==== TASK MATERIAL ====

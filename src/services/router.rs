use log::{info, warn};
use serde_json::Value;
use std::fmt;

use crate::core::book::{Book, Chapter, Character};
use crate::core::conversation::ChatMessage;
use crate::services::extract::JsonExtractor;
use crate::services::model::ModelClient;
use crate::services::prompts::PromptSet;
use crate::services::ranker::{resolve_chapters, ChapterRanker};

/// Label used when the classifier output carries no `intent` string.
pub const NO_INTENT: &str = "n/a";
/// Context sent when chapter retrieval resolved nothing.
pub const NO_CHAPTERS: &str = "n/a";

#[derive(Debug, Clone, PartialEq, Eq)]
pub enum Intent {
    NonStoryRelated,
    StoryGeneral,
    StorySpecificChapter,
    CharacterRelated,
    Ambiguous,
    /// Anything else the model produced, including `n/a`.
    Unrecognized(String),
}

impl Intent {
    pub fn from_label(label: &str) -> Self {
        match label {
            "non_story_related" => Intent::NonStoryRelated,
            "story_general" => Intent::StoryGeneral,
            "story_specific_chapter" => Intent::StorySpecificChapter,
            "character_related" => Intent::CharacterRelated,
            "ambiguous" => Intent::Ambiguous,
            other => Intent::Unrecognized(other.to_string()),
        }
    }

    pub fn label(&self) -> &str {
        match self {
            Intent::NonStoryRelated => "non_story_related",
            Intent::StoryGeneral => "story_general",
            Intent::StorySpecificChapter => "story_specific_chapter",
            Intent::CharacterRelated => "character_related",
            Intent::Ambiguous => "ambiguous",
            Intent::Unrecognized(label) => label,
        }
    }
}

impl fmt::Display for Intent {
    fn fmt(&self, f: &mut fmt::Formatter<'_>) -> fmt::Result {
        f.write_str(self.label())
    }
}

/// What the router found for one query.
#[derive(Debug, Clone, PartialEq)]
pub struct Retrieval {
    pub intent: Intent,
    pub context: String,
}

pub struct IntentRouter<'a> {
    model: &'a ModelClient,
    extractor: &'a JsonExtractor,
    prompts: &'a PromptSet,
    max_chapters: usize,
}

impl<'a> IntentRouter<'a> {
    pub fn new(model: &'a ModelClient, extractor: &'a JsonExtractor, prompts: &'a PromptSet, max_chapters: usize) -> Self {
        Self { model, extractor, prompts, max_chapters }
    }

    pub async fn classify(&self, query: &str, book: &Book, character: &Character) -> Intent {
        let messages = [
            ChatMessage::system(self.prompts.intent_system.as_str()),
            ChatMessage::user(self.prompts.intent_prompt(query, character, book)),
        ];

        let out = self.extractor.extract(self.model, &messages).await;
        if out.is_exhausted() {
            warn!("Intent classification gave no usable output, answering without context");
        }
        let label = out.field("intent").and_then(Value::as_str).unwrap_or(NO_INTENT);
        Intent::from_label(label)
    }

    /// Classifies `query` and gathers the story material for its intent.
    pub async fn route(&self, query: &str, book: &Book, character: &Character) -> Retrieval {
        let intent = self.classify(query, book, character).await;
        info!("intent: {}", intent);

        let context = match intent {
            Intent::CharacterRelated => {
                info!("Using character_related context");
                character_context(book)
            }
            Intent::StoryGeneral => {
                info!("Using story_general context");
                serde_json::to_string_pretty(&book.summary)
            }
            Intent::StorySpecificChapter => {
                info!("Using story_specific_chapter context");
                let picks = ChapterRanker::new(self.model, self.extractor, self.prompts, self.max_chapters)
                    .rank(query, &book.chapters)
                    .await;
                chapters_context(&resolve_chapters(book, &picks))
            }
            _ => {
                info!("Using no extra context");
                Ok(String::new())
            }
        };

        let context = context.unwrap_or_else(|e| {
            warn!("Failed to serialize story context: {}", e);
            String::new()
        });
        Retrieval { intent, context }
    }
}

/// Expanded overview followed by every character record.
pub fn character_context(book: &Book) -> serde_json::Result<String> {
    let mut context = serde_json::to_string_pretty(&book.summary.expanded_overview)?;
    context.push_str("\n\n");
    context.push_str("Characters:\n");
    for character in &book.characters {
        context.push_str(&serde_json::to_string_pretty(character)?);
        context.push_str("\n\n");
    }
    Ok(context)
}

pub fn chapters_context(chapters: &[&Chapter]) -> serde_json::Result<String> {
    if chapters.is_empty() {
        return Ok(NO_CHAPTERS.to_string());
    }
    serde_json::to_string_pretty(chapters)
}

#[cfg(test)]
mod tests {
    use super::*;
    use crate::core::book::fixtures;
    use crate::services::model::testing::ScriptedLlm;
    use serde_json::json;

    async fn route_with(replies: Vec<Option<String>>, book: &Book) -> (Retrieval, ScriptedLlm) {
        let llm = ScriptedLlm::new(replies);
        let model = llm.model_client();
        let extractor = JsonExtractor::default();
        let prompts = PromptSet::default();
        let router = IntentRouter::new(&model, &extractor, &prompts, 5);
        let retrieval = router.route("What happened?", book, &book.characters[0]).await;
        (retrieval, llm)
    }

    fn intent_reply(label: &str) -> Option<String> {
        Some(format!("```json\n{{\"intent\": \"{}\"}}\n```", label))
    }

    #[test]
    fn test_labels_round_trip() {
        for label in ["non_story_related", "story_general", "story_specific_chapter", "character_related", "ambiguous"] {
            let intent = Intent::from_label(label);
            assert!(!matches!(intent, Intent::Unrecognized(_)));
            assert_eq!(intent.label(), label);
        }
        assert_eq!(Intent::from_label("n/a"), Intent::Unrecognized("n/a".to_string()));
    }

    #[tokio::test]
    async fn test_every_label_selects_its_branch() {
        let book = fixtures::book(2, 5);
        let ranking = Some(json!({"relevant_chapters": [{"chapter_num": 2}]}).to_string());

        let (r, llm) = route_with(vec![intent_reply("character_related")], &book).await;
        assert_eq!(r.intent, Intent::CharacterRelated);
        assert_eq!(r.context, character_context(&book).unwrap());
        assert_eq!(llm.call_count(), 1);

        let (r, llm) = route_with(vec![intent_reply("story_general")], &book).await;
        assert_eq!(r.intent, Intent::StoryGeneral);
        assert_eq!(r.context, serde_json::to_string_pretty(&book.summary).unwrap());
        assert_eq!(llm.call_count(), 1);

        let (r, llm) = route_with(vec![intent_reply("story_specific_chapter"), ranking], &book).await;
        assert_eq!(r.intent, Intent::StorySpecificChapter);
        assert_eq!(r.context, serde_json::to_string_pretty(&[&book.chapters[1]]).unwrap());
        assert_eq!(llm.call_count(), 2);

        for label in ["non_story_related", "ambiguous"] {
            let (r, llm) = route_with(vec![intent_reply(label)], &book).await;
            assert_eq!(r.intent.label(), label);
            assert_eq!(r.context, "");
            assert_eq!(llm.call_count(), 1);
        }
    }

    #[tokio::test]
    async fn test_story_general_context_is_full_summary() {
        let mut source = fixtures::book_json(1, 1);
        source["summary"] = json!({
            "themes": ["absurdity", "bureaucracy"],
            "expanded_overview": {"part_one": "Earth is gone.", "part_two": "Magrathea."},
            "tone": "dry",
            "elevator_pitch": "Earth is demolished for a bypass."
        });
        let book: Book = serde_json::from_value(source.clone()).unwrap();
        let (r, _) = route_with(vec![intent_reply("story_general")], &book).await;

        assert_eq!(r.context, serde_json::to_string_pretty(&source["summary"]).unwrap());
    }

    #[tokio::test]
    async fn test_chapter_context_is_verbatim_record() {
        let mut source = fixtures::book_json(1, 3);
        source["chapters"][1] = json!({
            "pivotal_events": ["Vogons arrive"],
            "chapter_summary": "The bypass goes ahead.",
            "chapter_title": "Chapter Title 2",
            "key_characters": null
        });
        let book: Book = serde_json::from_value(source.clone()).unwrap();
        let ranking = Some(json!({"relevant_chapters": [{"chapter_num": 2}]}).to_string());
        let (r, _) = route_with(vec![intent_reply("story_specific_chapter"), ranking], &book).await;

        assert_eq!(r.context, serde_json::to_string_pretty(&[&source["chapters"][1]]).unwrap());
        assert!(!r.context.contains("notable_quotes"));
    }

    #[tokio::test]
    async fn test_missing_intent_defaults_to_no_context() {
        let book = fixtures::book(1, 3);
        let (r, llm) = route_with(vec![Some("{\"label\": \"story_general\"}".to_string())], &book).await;

        assert_eq!(r.intent, Intent::Unrecognized(NO_INTENT.to_string()));
        assert_eq!(r.context, "");
        assert_eq!(llm.call_count(), 1);
    }

    #[tokio::test]
    async fn test_classifier_exhaustion_degrades_to_no_context() {
        let book = fixtures::book(1, 3);
        let (r, llm) = route_with(vec![None, Some("garbage".to_string()), None], &book).await;

        assert_eq!(r.intent.label(), NO_INTENT);
        assert_eq!(r.context, "");
        assert_eq!(llm.call_count(), 3);
    }

    #[tokio::test]
    async fn test_unresolvable_chapters_give_placeholder() {
        let book = fixtures::book(1, 3);
        let ranking = Some(json!({"relevant_chapters": [{"chapter_num": 9}]}).to_string());
        let (r, _) = route_with(vec![intent_reply("story_specific_chapter"), ranking], &book).await;

        assert_eq!(r.context, NO_CHAPTERS);
    }

    #[tokio::test]
    async fn test_intent_prompt_carries_character_and_book() {
        let book = fixtures::book(2, 1);
        let (_, llm) = route_with(vec![intent_reply("ambiguous")], &book).await;

        let call = llm.call(0);
        assert_eq!(call.messages.len(), 2);
        assert_eq!(call.messages[0].content, PromptSet::default().intent_system);
        let prompt = &call.messages[1].content;
        assert!(prompt.contains("\"What happened?\""));
        assert!(prompt.contains("Arthur Dent summary"));
        assert!(prompt.contains("Hitchhiker's Guide to the Galaxy"));
    }

    #[test]
    fn test_character_context_layout() {
        let book = fixtures::book(2, 1);
        let context = character_context(&book).unwrap();

        assert!(context.starts_with("\"Arthur Dent escapes with Ford Prefect.\"\n\nCharacters:\n{"));
        assert_eq!(context.matches("\"primary_role\"").count(), 2);
        assert!(context.ends_with("}\n\n"));
    }
}
use anyhow::{anyhow, Result};
use inquire::{InquireError, Text};
use log::{debug, warn};
use std::time::Duration;

use crate::core::book::{Book, Character};
use crate::core::config::{Config, PipelineConfig};
use crate::core::conversation::Conversation;
use crate::services::extract::JsonExtractor;
use crate::services::llm::LlmClient;
use crate::services::model::ModelClient;
use crate::services::prompts::PromptSet;
use crate::services::responder::CharacterResponder;
use crate::services::router::IntentRouter;

/// One chat session with one character of one book.
pub struct WorkflowManager {
    book: Book,
    character_index: usize,
    pipeline: PipelineConfig,
    model: ModelClient,
    extractor: JsonExtractor,
    prompts: PromptSet,
    conversation: Conversation,
}

impl WorkflowManager {
    /// Fails without contacting the model when `character_index` is out of range.
    pub fn new(
        config: &Config,
        book: Book,
        character_index: usize,
        llm: Box<dyn LlmClient>,
        prompts: PromptSet,
    ) -> Result<Self> {
        let character = book
            .character(character_index)
            .ok_or_else(|| anyhow!("Character {} not valid", character_index))?;
        let conversation = Conversation::new(prompts.persona_prompt(character, book.title()));

        Ok(Self {
            character_index,
            pipeline: config.pipeline.clone(),
            model: ModelClient::new(llm, Duration::from_millis(config.llm.request_delay_ms)),
            extractor: JsonExtractor::new(&config.pipeline),
            prompts,
            conversation,
            book,
        })
    }

    pub fn character(&self) -> &Character {
        &self.book.characters[self.character_index]
    }

    pub fn conversation(&self) -> &Conversation {
        &self.conversation
    }

    /// Runs one full turn: route, retrieve, respond. A produced reply is
    /// recorded in the conversation before it is returned.
    pub async fn answer(&mut self, query: &str) -> Option<String> {
        let character = &self.book.characters[self.character_index];

        let router = IntentRouter::new(&self.model, &self.extractor, &self.prompts, self.pipeline.max_ranked_chapters);
        let retrieval = router.route(query, &self.book, character).await;
        debug!("Context for intent {}: {} bytes", retrieval.intent, retrieval.context.len());

        let responder = CharacterResponder::new(
            &self.model,
            &self.prompts,
            self.pipeline.reply_temperature,
            self.pipeline.reply_max_tokens,
        );
        let reply = responder
            .respond(&mut self.conversation, character, query, &retrieval.context)
            .await;

        if let Some(text) = &reply {
            self.conversation.push_assistant(text.clone());
        }
        reply
    }

    pub async fn run(&mut self) -> Result<()> {
        loop {
            let query = match Text::new("Query:").prompt() {
                Ok(query) => query,
                Err(InquireError::OperationCanceled) | Err(InquireError::OperationInterrupted) => break,
                Err(e) => return Err(e.into()),
            };

            if is_quit(&query) {
                break;
            }
            if query.trim().is_empty() {
                continue;
            }

            match self.answer(&query).await {
                Some(reply) => println!("{}", reply),
                None => {
                    warn!("No reply for query: {}", query);
                    println!("({} did not answer. Please try again.)", self.character().name);
                }
            }
            println!();
        }

        println!("Goodbye!");
        Ok(())
    }
}

pub fn is_quit(input: &str) -> bool {
    input.trim().to_lowercase().contains("quit")
}

/// Maps a typed menu choice to a character index. Negative and
/// out-of-range choices yield `None`.
pub fn select_character(book: &Book, choice: i64) -> Option<usize> {
    usize::try_from(choice).ok().filter(|&index| book.character(index).is_some())
}

/// `index name : role` lines for the character menu.
pub fn character_menu(book: &Book) -> Vec<String> {
    book.characters
        .iter()
        .enumerate()
        .map(|(i, c)| format!("{} {} : {}", i, c.name, c.primary_role))
        .collect()
}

====

Each line of the entries above that includes the string "matches" should be copied out.

■ REPLY:
            assert!(!matches!(intent, Intent::Unrecognized(_)));
        assert_eq!(context.matches("\"primary_role\"").count(), 2);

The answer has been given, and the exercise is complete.